Changes in Anthropometric Measures of Wellbeing in Korea from 1945 to 1977: Evidence from Korean Military Records
Although it is widely acknowledged that the rapid economic growth in South Korea during the second half of the twentieth century improved the standards of living of the population, it is not fully understood how the living conditions in South Korea changed over time, and what are the major factors that produced the changes. Research on these issues is often seriously limited by shortage of appropriate data, especially for the period between 1945 and 1960. The present study attempts to overcome the limitations of currently available data on standards of living by analyzing a newly collected sample of Korean military records. Using these sources, we have investigated how biological indices of standards of living, such as height, weight, and body-mass-index (BMI) changed across birth cohorts born between 1946 and 1957. We also examined how changes in anthropometric measures differed by province of residence, father’s occupation, and own education.
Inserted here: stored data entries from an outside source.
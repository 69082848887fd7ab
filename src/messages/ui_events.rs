//! UI events - messages from UI layer to App layer

use crossterm::event::{KeyCode, KeyEvent, KeyModifiers};

use crate::navigation::{AppRoute, AppTab, AuthRoute, Route};

/// Which screen is visible (needed for context-aware event mapping)
#[derive(Clone, Copy, PartialEq, Eq, Debug, Default)]
pub enum Screen {
    #[default]
    SignIn,
    SignUp,
    Home,
    History,
    Profile,
    Exercise,
}

impl From<&Route> for Screen {
    fn from(route: &Route) -> Self {
        match route {
            Route::Auth(AuthRoute::SignIn) => Screen::SignIn,
            Route::Auth(AuthRoute::SignUp) => Screen::SignUp,
            Route::App(AppRoute::Tab(AppTab::Home)) => Screen::Home,
            Route::App(AppRoute::Tab(AppTab::History)) => Screen::History,
            Route::App(AppRoute::Tab(AppTab::Profile)) => Screen::Profile,
            Route::App(AppRoute::Exercise { .. }) => Screen::Exercise,
        }
    }
}

impl Screen {
    pub fn is_form(&self) -> bool {
        matches!(self, Screen::SignIn | Screen::SignUp | Screen::Profile)
    }

    pub fn is_app(&self) -> bool {
        !matches!(self, Screen::SignIn | Screen::SignUp)
    }
}

/// Events generated from user input in the UI layer
#[derive(Debug, Clone, PartialEq)]
pub enum UiEvent {
    // Tab navigation
    SwitchTab(AppTab),
    GoBack,

    // Form fields
    NextField,
    PrevField,
    StartEditing,
    StopEditing,
    CharInput(char),
    Backspace,
    CursorLeft,
    CursorRight,
    Submit,

    // Auth
    OpenSignUp,
    SignOut,

    // Home
    PrevGroup,
    NextGroup,
    PrevExercise,
    NextExercise,
    OpenExercise,
    Reload,

    // Exercise detail
    MarkCompleted,

    // History
    ScrollUp,
    ScrollDown,

    // Avatar
    OpenAvatarInput,
    AvatarPathChar(char),
    AvatarPathBackspace,
    UploadAvatar,
    CancelAvatarInput,

    // Popups
    ToggleHelp,
    CloseHelp,

    // System
    Quit,
}

/// Input mode
#[derive(Clone, Copy, PartialEq, Eq, Debug, Default)]
pub enum InputMode {
    #[default]
    Normal,
    Editing,
}

/// UI context a key is interpreted in
#[derive(Clone, Copy, Debug, Default)]
pub struct KeyContext {
    pub screen: Screen,
    pub input_mode: InputMode,
    pub show_help: bool,
    pub show_avatar_input: bool,
}

/// Convert a key event to a UiEvent based on current UI context
pub fn key_to_ui_event(key: KeyEvent, ctx: KeyContext) -> Option<UiEvent> {
    use crossterm::event::KeyEventKind;

    if key.kind != KeyEventKind::Press {
        return None;
    }

    if key.modifiers.contains(KeyModifiers::CONTROL) && key.code == KeyCode::Char('c') {
        return Some(UiEvent::Quit);
    }

    // Popups first
    if ctx.show_help {
        return Some(UiEvent::CloseHelp);
    }

    if ctx.show_avatar_input {
        return match key.code {
            KeyCode::Esc => Some(UiEvent::CancelAvatarInput),
            KeyCode::Enter => Some(UiEvent::UploadAvatar),
            KeyCode::Backspace => Some(UiEvent::AvatarPathBackspace),
            KeyCode::Char(c) => Some(UiEvent::AvatarPathChar(c)),
            _ => None,
        };
    }

    if ctx.input_mode == InputMode::Editing {
        return handle_editing_keys(key);
    }

    match key.code {
        KeyCode::Char('q') => return Some(UiEvent::Quit),
        KeyCode::Char('?') => return Some(UiEvent::ToggleHelp),
        _ => {}
    }

    // Tab switching: 1, 2 and 3 (only inside the app graph)
    if ctx.screen.is_app() {
        match key.code {
            KeyCode::Char('1') => return Some(UiEvent::SwitchTab(AppTab::Home)),
            KeyCode::Char('2') => return Some(UiEvent::SwitchTab(AppTab::History)),
            KeyCode::Char('3') => return Some(UiEvent::SwitchTab(AppTab::Profile)),
            _ => {}
        }
    }

    if ctx.screen.is_form() {
        if let Some(event) = handle_form_keys(key) {
            return Some(event);
        }
    }

    match ctx.screen {
        Screen::SignIn => match key.code {
            KeyCode::Char('n') => Some(UiEvent::OpenSignUp),
            _ => None,
        },
        Screen::SignUp => match key.code {
            KeyCode::Esc | KeyCode::Char('b') => Some(UiEvent::GoBack),
            _ => None,
        },
        Screen::Profile => match key.code {
            KeyCode::Char('a') => Some(UiEvent::OpenAvatarInput),
            KeyCode::Char('x') => Some(UiEvent::SignOut),
            _ => None,
        },
        Screen::Home => match key.code {
            KeyCode::Left | KeyCode::Char('h') => Some(UiEvent::PrevGroup),
            KeyCode::Right | KeyCode::Char('l') => Some(UiEvent::NextGroup),
            KeyCode::Up | KeyCode::Char('k') => Some(UiEvent::PrevExercise),
            KeyCode::Down | KeyCode::Char('j') => Some(UiEvent::NextExercise),
            KeyCode::Enter => Some(UiEvent::OpenExercise),
            KeyCode::Char('r') => Some(UiEvent::Reload),
            _ => None,
        },
        Screen::Exercise => match key.code {
            KeyCode::Esc | KeyCode::Char('b') => Some(UiEvent::GoBack),
            KeyCode::Enter | KeyCode::Char('m') => Some(UiEvent::MarkCompleted),
            KeyCode::Char('r') => Some(UiEvent::Reload),
            _ => None,
        },
        Screen::History => match key.code {
            KeyCode::Up | KeyCode::Char('k') => Some(UiEvent::ScrollUp),
            KeyCode::Down | KeyCode::Char('j') => Some(UiEvent::ScrollDown),
            KeyCode::Char('r') => Some(UiEvent::Reload),
            KeyCode::Esc => Some(UiEvent::GoBack),
            _ => None,
        },
    }
}

/// Keys shared by every form screen in normal mode
fn handle_form_keys(key: KeyEvent) -> Option<UiEvent> {
    match key.code {
        KeyCode::Tab | KeyCode::Down => Some(UiEvent::NextField),
        KeyCode::BackTab | KeyCode::Up => Some(UiEvent::PrevField),
        KeyCode::Char('e') | KeyCode::Enter => Some(UiEvent::StartEditing),
        KeyCode::Char('s') => Some(UiEvent::Submit),
        _ => None,
    }
}

fn handle_editing_keys(key: KeyEvent) -> Option<UiEvent> {
    match key.code {
        KeyCode::Esc => Some(UiEvent::StopEditing),
        KeyCode::Left => Some(UiEvent::CursorLeft),
        KeyCode::Right => Some(UiEvent::CursorRight),
        KeyCode::Backspace => Some(UiEvent::Backspace),
        KeyCode::Tab => Some(UiEvent::NextField),
        KeyCode::BackTab => Some(UiEvent::PrevField),
        KeyCode::Enter => Some(UiEvent::Submit),
        KeyCode::Char(c) => Some(UiEvent::CharInput(c)),
        _ => None,
    }
}

#[cfg(test)]
mod tests {
    use super::*;

    fn press(code: KeyCode) -> KeyEvent {
        KeyEvent::new(code, KeyModifiers::NONE)
    }

    fn ctx(screen: Screen) -> KeyContext {
        KeyContext {
            screen,
            ..KeyContext::default()
        }
    }

    #[test]
    fn test_tabs_only_in_app_graph() {
        assert_eq!(
            key_to_ui_event(press(KeyCode::Char('2')), ctx(Screen::Home)),
            Some(UiEvent::SwitchTab(AppTab::History))
        );
        assert_eq!(key_to_ui_event(press(KeyCode::Char('2')), ctx(Screen::SignIn)), None);
    }

    #[test]
    fn test_editing_captures_characters() {
        let editing = KeyContext {
            screen: Screen::SignIn,
            input_mode: InputMode::Editing,
            ..KeyContext::default()
        };
        assert_eq!(
            key_to_ui_event(press(KeyCode::Char('q')), editing),
            Some(UiEvent::CharInput('q'))
        );
        assert_eq!(key_to_ui_event(press(KeyCode::Enter), editing), Some(UiEvent::Submit));
    }

    #[test]
    fn test_help_popup_swallows_keys() {
        let help = KeyContext {
            screen: Screen::Home,
            show_help: true,
            ..KeyContext::default()
        };
        assert_eq!(key_to_ui_event(press(KeyCode::Char('r')), help), Some(UiEvent::CloseHelp));
    }

    #[test]
    fn test_ctrl_c_quits_everywhere() {
        let key = KeyEvent::new(KeyCode::Char('c'), KeyModifiers::CONTROL);
        let editing = KeyContext {
            screen: Screen::Profile,
            input_mode: InputMode::Editing,
            ..KeyContext::default()
        };
        assert_eq!(key_to_ui_event(key, editing), Some(UiEvent::Quit));
    }
}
The mean height of 20-year-old males in South Korea slightly declined from the 1946 birth cohort to those born in 1951, before it rapidly increased across cohorts. As for the average weight, a sharp decline and recovery of weights around the first two years of the Korean War (1950 and 1951) is observed. These results suggest that the Korean War likely affected significantly the anthropometric measures of the birth cohorts who experienced the war in utero or in early childhood.
There were considerably large variations across provinces in the patterns of changes in anthropometric measures as well as the levels of the measures. Generally speaking, men who resided in Seoul and other metropolitan cities (Busan, Daegu, Gwangju, Daejeon, and Ulsan) are taller than those from non-metropolitan provinces. In contrast, men from the majority of non-metropolitan provinces are significantly shorter than those from Seoul. In sharp contrast to the results for height, urban disadvantages in weight are observed.
The results of regression analyses show that the observed provincial differences in anthropometric measures do not disappear even if father’s occupation and own education are controlled. Consistent with the urban advantages found in provincial differences in height, the children of farmers turned out to be shorter that the offspring of non-farmers.
Own education is positively associated with height and weight. These results suggest that the observed regional differences in the level and trend of biological standard of living in South Korea prior to the mid-1970s were probably produced by provincial differences in socioeconomic and environmental characteristics.
It will be the next step of this research project to explore what are the major factors that produced the secular changes and regional differences in biological standards of living in South Korea prior to the 1970s. We are currently in the process of collecting and inputting county-level variables that are believed to be associated with net nutritional status of the population, including agricultural production, urbanization, and industrialization. We plan to conduct additional analyses by adding these factors on local environments to the variables on personal characteristics utilized in this study. We anticipate that the results of these further analyses will allow us to determine what socioeconomic changes or policy measures were the major contributors to the improvements of wellbeing of the Korean people.